TASK |
Each record must be printed exactly as given.

(Dataset excerpts)
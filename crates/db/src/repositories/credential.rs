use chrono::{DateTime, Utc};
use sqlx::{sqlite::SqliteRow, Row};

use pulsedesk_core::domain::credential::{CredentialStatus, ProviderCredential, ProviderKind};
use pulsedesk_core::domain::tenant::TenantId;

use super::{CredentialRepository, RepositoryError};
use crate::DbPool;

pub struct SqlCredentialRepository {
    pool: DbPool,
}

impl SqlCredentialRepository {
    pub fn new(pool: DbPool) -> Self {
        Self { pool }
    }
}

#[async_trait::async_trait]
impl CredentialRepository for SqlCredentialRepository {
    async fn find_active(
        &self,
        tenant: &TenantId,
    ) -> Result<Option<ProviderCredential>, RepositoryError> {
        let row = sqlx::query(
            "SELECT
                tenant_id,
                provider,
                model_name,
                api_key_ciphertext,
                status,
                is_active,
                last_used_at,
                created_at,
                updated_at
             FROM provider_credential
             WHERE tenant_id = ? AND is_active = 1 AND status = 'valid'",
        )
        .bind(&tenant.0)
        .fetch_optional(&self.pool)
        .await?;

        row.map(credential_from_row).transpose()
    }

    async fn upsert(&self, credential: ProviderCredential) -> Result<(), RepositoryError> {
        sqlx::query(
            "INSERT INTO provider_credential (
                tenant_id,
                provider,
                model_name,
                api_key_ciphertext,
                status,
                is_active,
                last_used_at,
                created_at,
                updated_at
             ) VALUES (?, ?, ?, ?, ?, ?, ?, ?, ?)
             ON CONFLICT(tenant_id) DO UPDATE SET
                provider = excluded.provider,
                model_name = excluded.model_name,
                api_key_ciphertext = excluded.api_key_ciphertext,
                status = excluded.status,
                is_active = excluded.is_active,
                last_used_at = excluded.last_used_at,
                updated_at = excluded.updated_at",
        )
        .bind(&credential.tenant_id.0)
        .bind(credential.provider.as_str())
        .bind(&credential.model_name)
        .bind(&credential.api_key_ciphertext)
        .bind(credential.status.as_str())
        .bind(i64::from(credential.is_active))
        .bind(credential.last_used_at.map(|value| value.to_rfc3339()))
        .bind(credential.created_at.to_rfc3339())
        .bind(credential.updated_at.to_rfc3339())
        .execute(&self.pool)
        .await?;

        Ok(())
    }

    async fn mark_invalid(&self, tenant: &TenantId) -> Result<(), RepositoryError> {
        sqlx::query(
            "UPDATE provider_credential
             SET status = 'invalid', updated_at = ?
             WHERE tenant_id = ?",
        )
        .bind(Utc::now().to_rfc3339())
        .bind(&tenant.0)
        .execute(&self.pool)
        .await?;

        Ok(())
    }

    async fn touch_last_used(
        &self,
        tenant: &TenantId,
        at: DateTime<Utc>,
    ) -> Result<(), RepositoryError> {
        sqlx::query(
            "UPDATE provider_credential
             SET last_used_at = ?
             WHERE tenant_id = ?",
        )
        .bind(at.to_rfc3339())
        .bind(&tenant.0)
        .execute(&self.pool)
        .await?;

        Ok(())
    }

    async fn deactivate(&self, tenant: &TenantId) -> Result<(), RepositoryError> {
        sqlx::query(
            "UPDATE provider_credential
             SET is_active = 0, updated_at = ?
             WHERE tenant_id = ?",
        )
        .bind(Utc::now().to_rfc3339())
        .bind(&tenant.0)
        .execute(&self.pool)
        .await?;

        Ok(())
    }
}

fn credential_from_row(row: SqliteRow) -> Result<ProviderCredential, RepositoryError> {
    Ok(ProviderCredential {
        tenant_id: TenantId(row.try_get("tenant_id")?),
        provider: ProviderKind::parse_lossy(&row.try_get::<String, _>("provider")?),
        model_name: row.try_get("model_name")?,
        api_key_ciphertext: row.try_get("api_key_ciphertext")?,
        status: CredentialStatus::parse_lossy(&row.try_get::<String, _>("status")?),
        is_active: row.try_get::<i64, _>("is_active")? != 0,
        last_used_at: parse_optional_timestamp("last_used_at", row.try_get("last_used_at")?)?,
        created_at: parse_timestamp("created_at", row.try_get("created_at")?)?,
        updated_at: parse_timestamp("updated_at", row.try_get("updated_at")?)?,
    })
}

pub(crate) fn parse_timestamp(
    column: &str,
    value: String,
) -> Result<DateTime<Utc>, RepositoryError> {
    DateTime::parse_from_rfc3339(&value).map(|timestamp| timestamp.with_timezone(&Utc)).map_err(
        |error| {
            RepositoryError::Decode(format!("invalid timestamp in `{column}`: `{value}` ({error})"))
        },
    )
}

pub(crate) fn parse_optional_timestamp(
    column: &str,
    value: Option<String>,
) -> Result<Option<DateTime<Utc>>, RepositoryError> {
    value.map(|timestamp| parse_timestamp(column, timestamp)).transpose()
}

OUTPUT OF THE EXERCISE |
filename crates/db/src/repositories/credential.rs
use chrono::{DateTime, Utc};
use sqlx::{sqlite::SqliteRow, Row};

use pulsedesk_core::domain::credential::{CredentialStatus, ProviderCredential, ProviderKind};
use pulsedesk_core::domain::tenant::TenantId;

use super::{CredentialRepository, RepositoryError};
use crate::DbPool;

pub struct SqlCredentialRepository {
    pool: DbPool,
}

impl SqlCredentialRepository {
    pub fn new(pool: DbPool) -> Self {
        Self { pool }
    }
}

#[async_trait::async_trait]
impl CredentialRepository for SqlCredentialRepository {
    async fn find_active(
        &self,
        tenant: &TenantId,
    ) -> Result<Option<ProviderCredential>, RepositoryError> {
        let row = sqlx::query(
            "SELECT
                tenant_id,
                provider,
                model_name,
                api_key_ciphertext,
                status,
                is_active,
                last_used_at,
                created_at,
                updated_at
             FROM provider_credential
             WHERE tenant_id = ? AND is_active = 1 AND status = 'valid'",
        )
        .bind(&tenant.0)
        .fetch_optional(&self.pool)
        .await?;

        row.map(credential_from_row).transpose()
    }

    async fn upsert(&self, credential: ProviderCredential) -> Result<(), RepositoryError> {
        sqlx::query(
            "INSERT INTO provider_credential (
                tenant_id,
                provider,
                model_name,
                api_key_ciphertext,
                status,
                is_active,
                last_used_at,
                created_at,
                updated_at
             ) VALUES (?, ?, ?, ?, ?, ?, ?, ?, ?)
             ON CONFLICT(tenant_id) DO UPDATE SET
                provider = excluded.provider,
                model_name = excluded.model_name,
                api_key_ciphertext = excluded.api_key_ciphertext,
                status = excluded.status,
                is_active = excluded.is_active,
                last_used_at = excluded.last_used_at,
                updated_at = excluded.updated_at",
        )
        .bind(&credential.tenant_id.0)
        .bind(credential.provider.as_str())
        .bind(&credential.model_name)
        .bind(&credential.api_key_ciphertext)
        .bind(credential.status.as_str())
        .bind(i64::from(credential.is_active))
        .bind(credential.last_used_at.map(|value| value.to_rfc3339()))
        .bind(credential.created_at.to_rfc3339())
        .bind(credential.updated_at.to_rfc3339())
        .execute(&self.pool)
        .await?;

        Ok(())
    }

    async fn mark_invalid(&self, tenant: &TenantId) -> Result<(), RepositoryError> {
        sqlx::query(
            "UPDATE provider_credential
             SET status = 'invalid', updated_at = ?
             WHERE tenant_id = ?",
        )
        .bind(Utc::now().to_rfc3339())
        .bind(&tenant.0)
        .execute(&self.pool)
        .await?;

        Ok(())
    }

    async fn touch_last_used(
        &self,
        tenant: &TenantId,
        at: DateTime<Utc>,
    ) -> Result<(), RepositoryError> {
        sqlx::query(
            "UPDATE provider_credential
             SET last_used_at = ?
             WHERE tenant_id = ?",
        )
        .bind(at.to_rfc3339())
        .bind(&tenant.0)
        .execute(&self.pool)
        .await?;

        Ok(())
    }

    async fn deactivate(&self, tenant: &TenantId) -> Result<(), RepositoryError> {
        sqlx::query(
            "UPDATE provider_credential
             SET is_active = 0, updated_at = ?
             WHERE tenant_id = ?",
        )
        .bind(Utc::now().to_rfc3339())
        .bind(&tenant.0)
        .execute(&self.pool)
        .await?;

        Ok(())
    }
}

fn credential_from_row(row: SqliteRow) -> Result<ProviderCredential, RepositoryError> {
    Ok(ProviderCredential {
        tenant_id: TenantId(row.try_get("tenant_id")?),
        provider: ProviderKind::parse_lossy(&row.try_get::<String, _>("provider")?),
        model_name: row.try_get("model_name")?,
        api_key_ciphertext: row.try_get("api_key_ciphertext")?,
        status: CredentialStatus::parse_lossy(&row.try_get::<String, _>("status")?),
        is_active: row.try_get::<i64, _>("is_active")? != 0,
        last_used_at: parse_optional_timestamp("last_used_at", row.try_get("last_used_at")?)?,
        created_at: parse_timestamp("created_at", row.try_get("created_at")?)?,
        updated_at: parse_timestamp("updated_at", row.try_get("updated_at")?)?,
    })
}

pub(crate) fn parse_timestamp(
    column: &str,
    value: String,
) -> Result<DateTime<Utc>, RepositoryError> {
    DateTime::parse_from_rfc3339(&value).map(|timestamp| timestamp.with_timezone(&Utc)).map_err(
        |error| {
            RepositoryError::Decode(format!("invalid timestamp in `{column}`: `{value}` ({error})"))
        },
    )
}

pub(crate) fn parse_optional_timestamp(
    column: &str,
    value: Option<String>,
) -> Result<Option<DateTime<Utc>>, RepositoryError> {
    value.map(|timestamp| parse_timestamp(column, timestamp)).transpose()
}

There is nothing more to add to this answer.